Dois poetas se apunhalando, se desnudando, se revelando. Almas submersas no vazio. Deuses perdidos em volúpia e sarcasmo... Arcanjos suicidas, profetas do caos...
o poeta devassado no caminho... entre uma madrugada e outra, entre um pesadelo e outro, na solitude roubando versos no Nada...
Trocando terríveis experiências, o "poeta menor" revela ao "poeta maior" suas dores, suas loucuras, frustações e seus dias à beira da Morte. O iconoclasta perdido entre a corda bamba do desejo e da espiritualidade. Ser morto na imobilidade da existência humana tendo apenas no amor a linguagem, no delírio, na fuga tão desejada e no sexo a válvula de escape fantástica.
Em resposta ao "poeta menor" o "poeta maior" (Glauco Mattoso) revela sua dor e se diz impressionado ao notar que o rapaz além de insubmisso é um sobrevivente.
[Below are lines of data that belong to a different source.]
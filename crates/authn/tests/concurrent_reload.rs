//! Concurrency tests for `CredentialCache` lookups racing bulk reloads.
//!
//! Every record written in round `g` carries `g` in both its secret and its
//! display name, so a record that mixed two rounds would be detectable.

#![allow(clippy::unwrap_used, clippy::expect_used, clippy::panic)]

use std::sync::{
    Arc,
    atomic::{AtomicBool, Ordering},
};

use async_trait::async_trait;
use dfs_common_authn::{AuthGate, AuthVerdict, CredentialCache, testutil::sign_request};
use dfs_common_storage::{CredentialRecord, CredentialStore, MemoryCredentialStore, StorageResult};
use tokio::task::JoinSet;

/// Number of concurrent reader tasks.
const READERS: usize = 8;

/// Number of reload rounds the writer performs.
const ROUNDS: usize = 50;

/// Keys returned by the bulk load.
const BULK_KEYS: usize = 16;

/// Keys only reachable through single-record fetches.
const LAZY_KEYS: usize = 8;

// ---------------------------------------------------------------------------
// Helpers
// ---------------------------------------------------------------------------

fn bulk_key(i: usize) -> String {
    format!("bulk-{i:03}")
}

fn lazy_key(i: usize) -> String {
    format!("lazy-{i:03}")
}

fn versioned(app_key: &str, round: usize) -> CredentialRecord {
    CredentialRecord::builder()
        .app_key(app_key)
        .app_secret(format!("secret-{round}"))
        .name(format!("round-{round}"))
        .build()
}

fn round_of(record: &CredentialRecord) -> usize {
    let from_secret: usize = record.secret().trim_start_matches("secret-").parse().unwrap();
    let from_name: usize =
        record.name.as_deref().unwrap().trim_start_matches("round-").parse().unwrap();
    assert_eq!(from_secret, from_name, "record mixes rounds: {record:?}");
    from_secret
}

/// Store whose bulk load only returns `bulk-*` rows, so `lazy-*` rows are
/// always filled through the miss path.
#[derive(Clone, Default)]
struct PartialBulkStore {
    rows: MemoryCredentialStore,
}

impl PartialBulkStore {
    fn write_round(&self, round: usize) {
        for i in 0..BULK_KEYS {
            self.rows.insert(versioned(&bulk_key(i), round));
        }
        for i in 0..LAZY_KEYS {
            self.rows.insert(versioned(&lazy_key(i), round));
        }
    }
}

#[async_trait]
impl CredentialStore for PartialBulkStore {
    async fn fetch_all(&self) -> StorageResult<Vec<CredentialRecord>> {
        let rows = self.rows.fetch_all().await?;
        Ok(rows.into_iter().filter(|r| r.app_key.starts_with("bulk-")).collect())
    }

    async fn fetch_by_key(&self, app_key: &str) -> StorageResult<Option<CredentialRecord>> {
        tokio::task::yield_now().await;
        self.rows.fetch_by_key(app_key).await
    }
}

// ---------------------------------------------------------------------------
// Tests
// ---------------------------------------------------------------------------

/// Readers hammer every key while a writer bumps the round and reloads.
/// No reader may see a mixed record, a bulk key may never go missing, and
/// rounds observed by one reader for one key never go backwards once the
/// key is served from a bulk snapshot.
#[tokio::test(flavor = "multi_thread", worker_threads = 4)]
async fn readers_never_observe_mixed_records_during_reload() {
    let store = PartialBulkStore::default();
    store.write_round(0);
    let cache = Arc::new(CredentialCache::new(Arc::new(store.clone())));
    cache.reload().await.expect("initial reload");

    let done = Arc::new(AtomicBool::new(false));
    let mut readers = JoinSet::new();
    for reader in 0..READERS {
        let cache = Arc::clone(&cache);
        let done = Arc::clone(&done);
        readers.spawn(async move {
            let mut last_bulk_round = vec![0usize; BULK_KEYS];
            let mut lookups = 0usize;
            while !done.load(Ordering::Acquire) {
                for (i, last) in last_bulk_round.iter_mut().enumerate() {
                    let record = cache
                        .get(&bulk_key(i))
                        .await
                        .expect("store is healthy")
                        .unwrap_or_else(|| panic!("bulk key {i} vanished during reload"));
                    let round = round_of(&record);
                    assert!(round >= *last, "reader {reader} saw round go back on key {i}");
                    *last = round;
                    lookups += 1;
                }
                let lazy = cache.get(&lazy_key(reader % LAZY_KEYS)).await;
                round_of(&lazy.expect("store is healthy").expect("lazy key exists"));
                lookups += 1;
                tokio::task::yield_now().await;
            }
            lookups
        });
    }

    for round in 1..=ROUNDS {
        store.write_round(round);
        cache.reload().await.expect("reload");
        tokio::task::yield_now().await;
    }
    done.store(true, Ordering::Release);

    let mut total = 0;
    while let Some(result) = readers.join_next().await {
        total += result.expect("reader should not panic");
    }
    assert!(total > 0);

    // Whatever survived in the cache belongs to the final round: lazy
    // fetches that overlapped a reload were never published.
    for i in 0..BULK_KEYS {
        assert_eq!(round_of(&cache.get(&bulk_key(i)).await.unwrap().unwrap()), ROUNDS);
    }
    for i in 0..LAZY_KEYS {
        if cache.contains(&lazy_key(i)) {
            assert_eq!(round_of(&cache.get(&lazy_key(i)).await.unwrap().unwrap()), ROUNDS);
        }
    }
}

/// Many tasks verifying the same app while reloads run all succeed; the
/// snapshot swap never makes a known app look unknown.
#[tokio::test(flavor = "multi_thread", worker_threads = 4)]
async fn verification_stays_ok_across_reloads() {
    let store = MemoryCredentialStore::new();
    store.insert(
        CredentialRecord::builder().app_key("app1").app_secret("s3cr3t".to_owned()).build(),
    );
    let cache = Arc::new(CredentialCache::new(Arc::new(store.clone())));
    cache.reload().await.expect("initial reload");
    let gate = Arc::new(AuthGate::new(Arc::clone(&cache)));

    let now = chrono::Utc::now();
    let ts = now.timestamp().to_string();
    let sign = sign_request("app1", "s3cr3t", &ts);

    let mut verifiers = JoinSet::new();
    for _ in 0..READERS {
        let gate = Arc::clone(&gate);
        let ts = ts.clone();
        let sign = sign.clone();
        verifiers.spawn(async move {
            for _ in 0..200 {
                let verdict =
                    gate.verify_at("app1", &ts, &sign, now).await.expect("no store errors");
                assert_eq!(verdict, AuthVerdict::Ok);
            }
        });
    }

    for _ in 0..ROUNDS {
        cache.reload().await.expect("reload");
        tokio::task::yield_now().await;
    }

    while let Some(result) = verifiers.join_next().await {
        result.expect("verifier should not panic");
    }
    assert_eq!(cache.stats().reloads, ROUNDS as u64 + 1);
}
Glauco nunca teve a experiência de ficar dias com a boca no vaso vomitando, dormindo no banheiro vítima de uma cirurgia errada e de uma existência vã, afundado durante um ano nos braços voluptuosos da Morte. Mas em compensação quantos paus teve que chupar para sasciar a sede de moleques que detinham de uma saúde melhor que a sua? Quantos pés chulepentos lambeu sentido o fedor trespassar por entre dedos de micose? Quanta dor sentiu ao ver apenas a escuridão e nada mais?
Entendo seu desespero, rio de sua dor, me regogizo em sua infinita escuridão...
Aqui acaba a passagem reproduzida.